ユーベを苦しめた本田圭佑。敗戦にもミランに朗報
【オフィシャル誌編集長のミラン便り2014〜2015(19)】
ユベントススタジアムで対戦相手のチームが結果を出すのは非常に難しい。スーペルピッポ(インザーギ監督の愛称)もそれはよくわかっているし、ミランの選手たちも重々承知だ。この土曜日(2月7日)に行なわれたユベントス対ミラン戦。試合には、やはり――"やはり"などという言葉は、本当は使いたくはないのだが――負けてしまった(結果は3−1)。ただ、それでもシーズン終盤に向けての明るい兆しを感じられた一戦でもあった。
キックオフ直後から、今シーズン前半にユベントスと当たった時のミランとは明らかに異なっていた。ユベントスが攻撃してくるのをただ待って防戦するのではなく、自分たちから積極的に攻めに出ていた。またミランの突然の戦術変更にユベントスは最初明らかに戸惑っていた。それはまさに本田圭佑のポジショニングに関してだ。
本田はこの試合、彼が自分本来のポジションというトップ下で先発。しかしディフェンスの場面では、いつでもユベントスの司令塔アンドレア・ピルロに襲いかかる準備が出来ていた。ご存知だろうがピルロはかつてのミランの選手であり、今でも彼の放出を嘆くミラニスタは多い。本田の柔軟な対応と自己犠牲の精神、チームの前向きな姿勢でミランは最後の最後まであきらめず、ユベントスを苦しめ続けた。
しかし気持ちだけでは守備の脆さをカバーすることはできなかった。今シーズン9度目のCKからのゴールを決められてしまったのだ。これは非常にネガティブな記録である。また同点に追いついたあと、たった3分でまたユベントスに追加点を許してしまったのはあまりにも早すぎる。
今のユベントスを破るのはやはり至難の業であった。しかしこの先、ミランにとってはラッキーなカードが続く。2試合連続のホームゲームで、それも対戦相手はエンポリとチェゼーナ。どちらも現在ミランより下位のチームであり、一気に順位をあげるチャンスである。

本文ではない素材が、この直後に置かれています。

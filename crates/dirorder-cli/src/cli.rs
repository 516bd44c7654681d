use std::path::PathBuf;

use clap::{Args, Parser, Subcommand};

#[derive(Parser)]
#[command(
    name = "dirorder",
    about = "Deterministic directory listings with natural ordering",
    version,
)]
pub struct Cli {
    #[command(subcommand)]
    pub command: Command,

    #[arg(short, long, global = true)]
    pub verbose: bool,

    #[arg(long, global = true, default_value = "text")]
    pub format: OutputFormat,

    /// TOML file with listing options
    #[arg(long, global = true)]
    pub config: Option<PathBuf>,
}

#[derive(Clone, Debug, clap::ValueEnum)]
pub enum OutputFormat {
    Text,
    Json,
}

#[derive(Subcommand)]
pub enum Command {
    /// List a directory in ranked order
    List(ListArgs),
    /// Show the rank of one entry of a directory
    Rank(RankArgs),
}

#[derive(Args, Default)]
pub struct OrderArgs {
    /// Directories first, numbered names in numeric order
    #[arg(long, conflicts_with = "lexicographic")]
    pub natural: bool,
    /// Plain byte-wise name order
    #[arg(long)]
    pub lexicographic: bool,
}

#[derive(Args)]
pub struct ListArgs {
    pub path: PathBuf,
    #[command(flatten)]
    pub order: OrderArgs,
    /// First rank to print
    #[arg(long, default_value = "0")]
    pub start: usize,
    /// Maximum number of entries to print
    #[arg(short = 'n', long)]
    pub limit: Option<usize>,
}

#[derive(Args)]
pub struct RankArgs {
    pub dir: PathBuf,
    pub name: String,
    #[command(flatten)]
    pub order: OrderArgs,
}
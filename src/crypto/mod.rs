//! Cryptographic agent integration
//!
//! Regulatory payloads arrive encrypted (`.enc`) and signed (`.sig`); the
//! actual cryptography lives in an external agent binary holding the
//! organisation's keys. This module wraps that binary behind the
//! [`CryptoProvider`] trait:
//!
//! - [`CliCryptoProvider`]: shells out to the configured agent binary
//! - [`NoOpCryptoProvider`]: stub when no agent is available, every
//!   operation reports `Error::NotSupported` so encrypted messages degrade
//!   to a note instead of a crash
//!
//! ## Usage
//!
//! ```no_run
//! use portal_sync::crypto::{CliCryptoProvider, CryptoProvider};
//! use std::path::Path;
//!
//! # #[tokio::main]
//! # async fn main() -> Result<(), Box<dyn std::error::Error>> {
//! let provider = CliCryptoProvider::from_path()
//!     .expect("crypto agent not found in PATH");
//!
//! let plain = provider.decrypt(Path::new("report.xml.enc")).await?;
//! assert_eq!(plain, Path::new("report.xml"));
//! # Ok(())
//! # }
//! ```

mod cli;
mod noop;
mod traits;

pub use cli::CliCryptoProvider;
pub use noop::NoOpCryptoProvider;
pub use traits::{CryptoCapabilities, CryptoProvider};

use std::path::PathBuf;
use std::sync::Arc;

/// Pick a provider: the configured binary first, then PATH discovery, then
/// the no-op stub.
pub fn provider_from_config(agent_path: Option<&PathBuf>) -> Arc<dyn CryptoProvider> {
    if let Some(path) = agent_path {
        return Arc::new(CliCryptoProvider::new(path.clone()));
    }
    match CliCryptoProvider::from_path() {
        Some(provider) => Arc::new(provider),
        None => {
            tracing::warn!("no crypto agent found, encrypted payloads will be skipped");
            Arc::new(NoOpCryptoProvider)
        }
    }
}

良いメンタリティーの他に、冬のメルカートでの補強がうまくいったことをインザーギはこの試合で確認した。彼らがこの調子で活躍してくれれば、ミランが今シーズンの最低目標であるヨーロッパリーグ出場権(5位以内)を手に入れる力となってくれるだろう。
DFのルーカ・アントネッリは左サイドに安定を与えてくれた。彼はジェノアのキャプテンだったが、9シーズン前にはミランの選手でもあった。だからミランに慣れるのも他の新加入の選手より人一倍早かったのだろうか、ミランでの第二のサッカー人生を彼はゴールという形で飾った。
センターバックのガブリエル・パロッタは、他の守備陣とともにこの日3点をユベントスに許してしまったが、W杯前にはセリエA最強のDFの一人と言われていた選手だ。まだフルスロットルではないが、その力を垣間見せていた。
トップには、新しく入った選手ではないが、以前の好調なパッツィーニが戻ってきた。前半37分にメネスと交代して入ったパッツォは、同点に追いつく大チャンスのシュートを放った。これを防げるのは世界でもトップクラスのGKしかいないだろうというシュートだったが、残念ながらこの日相手ゴールを守っていたのはブッフォンだった。
来週にはこの攻撃陣の中にマッティア・デストロの姿もみることができるだろう。1月に獲得した選手の中でミランが攻撃の要として大いに期待している選手である。ひと足早くミランに加入していたアレッシオ・チェルチも確実に調子を上げてきている。
その他にも良いニュースはいくつかある。シーズン前半、本田とメネスと共に活躍をしていたMFボナヴェントゥーラがこの試合でケガから復帰。来週にはやはり欠場していたMFデ・ヨング、MFモントリーヴォ、DFアバーテも次々に戻ってくるだろう。
今度の日曜日の試合はミランにとって"真昼の決闘"となるだろう。(試合は12時30分キックオフ)。先ほどエンポリ相手で順位を上げるチャンスと書いたが、だからこそ失敗も許されない。上位に向かう最終列車といってもいい。これに乗り遅れたらもう後はない。必ず勝利して3ポイントを手に入れ、上位へ食い込む足がかりとしてほしい。そうでなければミランの今シーズンは本当に破滅だ。我々は毎度のごとく叫ぶしかない。本田にボールを、ミランに勝利を! 来週は明るい気持ちでみなさんと再会したいものだ。